The network fabric and storage network must be up. The nodes with role: storage in servers.list must have been PXE-booted and have Ubuntu installed — these are the nodes that will form the Ceph cluster.


ceph_mon_hosts · required

Hostnames of the storage nodes, taken from servers.list entries with role: storage. The monitor count must be odd and ≥ 3 for quorum; in an AI Factory deployment the same nodes serve as both Ceph monitors and OSDs.

ceph_mon_hosts: [storage0, storage1, storage2]

ceph_mon_ips · required

Storage network IP of each node, in the same order as ceph_mon_hosts. Taken from the storage_ip field in servers.list.

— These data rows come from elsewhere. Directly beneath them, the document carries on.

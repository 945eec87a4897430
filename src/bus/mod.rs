mod control;
mod stream;

pub use stream::{FramePayload, StreamMode, StreamReader};

use std::any::Any;
use std::sync::Arc;

use crate::error::InfraError;

use control::ControlPlane;
use stream::StreamRegistry;

/// Unified publish/subscribe surface multiplexing two transports.
///
/// The *control plane* carries small string messages over ZeroMQ PUB/SUB —
/// the endpoint string is the topic, and the bus passes it to
/// `bind`/`connect` unparsed. The *data plane* hands large payloads to
/// in-process typed subscriber queues without copying: the payload crosses
/// the bus as a shared reference, so every subscriber of a topic observes
/// the same allocation.
pub struct UnifiedBus {
    control: ControlPlane,
    streams: StreamRegistry,
}

impl UnifiedBus {
    pub fn new() -> Self {
        Self {
            control: ControlPlane::new(),
            streams: StreamRegistry::new(),
        }
    }

    /// Publish a control message. Lazily creates the transport context and
    /// the endpoint's PUB socket (bind side).
    pub fn publish(&self, endpoint: &str, message: &str) -> Result<(), InfraError> {
        self.control.publish(endpoint, message)
    }

    /// Subscribe to control messages on `endpoint`. Lazily spawns the
    /// endpoint's receiver worker (connect side); `callback` runs on that
    /// worker thread and must not block — offload to the runtime instead.
    ///
    /// Messages racing a fresh subscription can be dropped by the transport
    /// (slow joiner); callers needing first-message delivery should warm up
    /// or retry.
    pub fn subscribe(
        &self,
        endpoint: &str,
        callback: impl Fn(&str) + Send + Sync + 'static,
    ) -> Result<(), InfraError> {
        self.control.subscribe(endpoint, Arc::new(callback))
    }

    /// Hand a payload to every subscriber of `topic` without copying it.
    /// A topic nobody ever subscribed to drops the payload silently.
    pub fn publish_stream<T: Any + Send + Sync>(&self, topic: &str, frame: Arc<T>) {
        self.streams.publish(topic, frame);
    }

    /// Subscribe to a data-plane topic with the chosen queue discipline.
    /// The returned reader drains a queue that stays in the topic's fan-out
    /// list until bus shutdown.
    pub fn subscribe_stream<T: Any + Send + Sync>(
        &self,
        topic: &str,
        mode: StreamMode,
    ) -> StreamReader<T> {
        StreamReader::new(self.streams.subscribe(topic, mode))
    }

    /// Deterministic teardown of both planes: stop and join every receiver
    /// worker, close all sockets, drop the transport context, clear the
    /// topic and callback tables. Idempotent.
    pub fn shutdown(&self) {
        self.control.shutdown();
        self.streams.clear();
    }
}

impl Default for UnifiedBus {
    fn default() -> Self {
        Self::new()
    }
}

impl Drop for UnifiedBus {
    fn drop(&mut self) {
        self.shutdown();
    }
}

ceph_mon_ips: [10.33.0.20, 10.33.0.21, 10.33.0.22]

ceph.public_network · required

CIDR of the storage network — the same subnet as the storage_ip addresses above.

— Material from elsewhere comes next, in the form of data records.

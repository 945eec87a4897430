use std::path::Path;

use anyhow::Context;
use config::{Config, File};
use serde::de::DeserializeOwned;
use serde::{Deserialize, Serialize};

use crate::logging::LoggerConfig;

/// Read a typed options struct from a config file; the format is picked by
/// the file extension.
pub fn load_cfg<T: DeserializeOwned>(path: impl AsRef<Path>) -> anyhow::Result<T> {
    let path = path.as_ref();

    Config::builder()
        .add_source(File::from(path))
        .build()
        .and_then(|cfg| cfg.try_deserialize::<T>())
        .with_context(|| format!("startup config {} is unusable", path.display()))
}

/// Worker-pool sizing. Zero CPU workers means "use the hardware concurrency";
/// zero I/O workers is raised to one.
#[derive(Debug, Clone, Serialize, Deserialize)]
pub struct RuntimeOptions {
    #[serde(default = "default_io_threads")]
    pub io_threads: usize,

    #[serde(default)]
    pub cpu_threads: usize,
}

fn default_io_threads() -> usize {
    2
}

impl Default for RuntimeOptions {
    fn default() -> Self {
        Self {
            io_threads: default_io_threads(),
            cpu_threads: 0,
        }
    }
}

/// Top-level bring-up options for the infrastructure service.
#[derive(Debug, Clone, Default, Serialize, Deserialize)]
pub struct InfraConfig {
    /// Logging sink options. `None` falls back to the environment
    /// (LOG_LEVEL, LOG_FILE_DIR, LOG_FILE_PREFIX, LOG_ROLLING).
    #[serde(default)]
    pub logging: Option<LoggerConfig>,

    #[serde(default)]
    pub runtime: RuntimeOptions,

    /// Hot-reloadable document loaded into the config store
    /// (`None` = skip loading).
    pub config_path: Option<String>,

    /// Register TERM-signal handlers feeding `termination_requested`.
    #[serde(default)]
    pub handle_term_signals: bool,
}

impl InfraConfig {
    pub fn from_file(path: impl AsRef<Path>) -> anyhow::Result<Self> {
        load_cfg(path)
    }
}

ceph.public_network: 10.33.0.0/24

ceph_fsid · required

Stable UUID that identifies the cluster. Generate once with uuidgen and commit it to inventory.

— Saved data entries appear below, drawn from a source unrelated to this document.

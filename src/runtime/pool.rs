use std::sync::Arc;
use std::thread;
use std::time::Duration;

use crossbeam::channel as cbchan;

use crate::policy::{ThreadClass, ThreadScheduler};
use crate::utils::StopFlag;

pub(crate) type Job = Box<dyn FnOnce() + Send + 'static>;

const IDLE_RECV_TIMEOUT: Duration = Duration::from_millis(50);

/// Fixed-size pool of worker threads draining a shared job channel.
///
/// Submission stays open for the pool's whole lifetime; `shutdown` flips the
/// stop flag, lets every worker drain what is already queued, and joins them.
pub(crate) struct WorkerPool {
    handle: PoolHandle,
    workers: Vec<thread::JoinHandle<()>>,
}

/// Clonable submission half of a pool. Strands and the timer service hold
/// clones, so it rejects work on its own once the pool is stopping.
#[derive(Clone)]
pub(crate) struct PoolHandle {
    tx: cbchan::Sender<Job>,
    stop: StopFlag,
}

impl PoolHandle {
    pub(crate) fn submit(&self, job: Job) {
        if self.stop.is_set() {
            return;
        }
        let _ = self.tx.try_send(job);
    }
}

impl WorkerPool {
    pub(crate) fn start(
        class: ThreadClass,
        workers_n: usize,
        scheduler: Option<Arc<dyn ThreadScheduler>>,
    ) -> Self {
        let (tx, rx) = cbchan::unbounded::<Job>();
        let stop = StopFlag::new();

        let workers = (0..workers_n)
            .map(|i| {
                let rx = rx.clone();
                let stop = stop.clone();
                let scheduler = scheduler.clone();
                thread::spawn(move || {
                    if let Some(s) = scheduler.as_deref() {
                        s.on_thread_start(class, i);
                    }
                    worker_loop(&rx, &stop);
                })
            })
            .collect();

        Self {
            handle: PoolHandle { tx, stop },
            workers,
        }
    }

    pub(crate) fn handle(&self) -> PoolHandle {
        self.handle.clone()
    }

    /// Signal drain-and-exit and join every worker.
    pub(crate) fn shutdown(self) {
        self.handle.stop.set();
        drop(self.handle);
        for w in self.workers {
            let _ = w.join();
        }
    }
}

fn worker_loop(rx: &cbchan::Receiver<Job>, stop: &StopFlag) {
    loop {
        match rx.recv_timeout(IDLE_RECV_TIMEOUT) {
            Ok(job) => job(),
            Err(cbchan::RecvTimeoutError::Timeout) => {
                if stop.is_set() {
                    while let Ok(job) = rx.try_recv() {
                        job();
                    }
                    return;
                }
            }
            Err(cbchan::RecvTimeoutError::Disconnected) => return,
        }
    }
}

When running against an existing cluster, this must match its current FSID — a mismatch causes OSD device label lookups to fail and the playbook will not manage the cluster.

uuidgen

ceph.osd_replication · required · default: 2

Number of data copies per object. 2 is standard; use 3 only for extra durability, which requires ≥ 3 OSDs.


ceph.pg_count · default: auto

Per-pool placement group count. Omit to auto-calculate:

(OSD count × 100) / osd_replication / pool_count

rounded up to the next power of 2. For example, 6 OSDs with replication 2 across 4 pools → 64 PGs per pool.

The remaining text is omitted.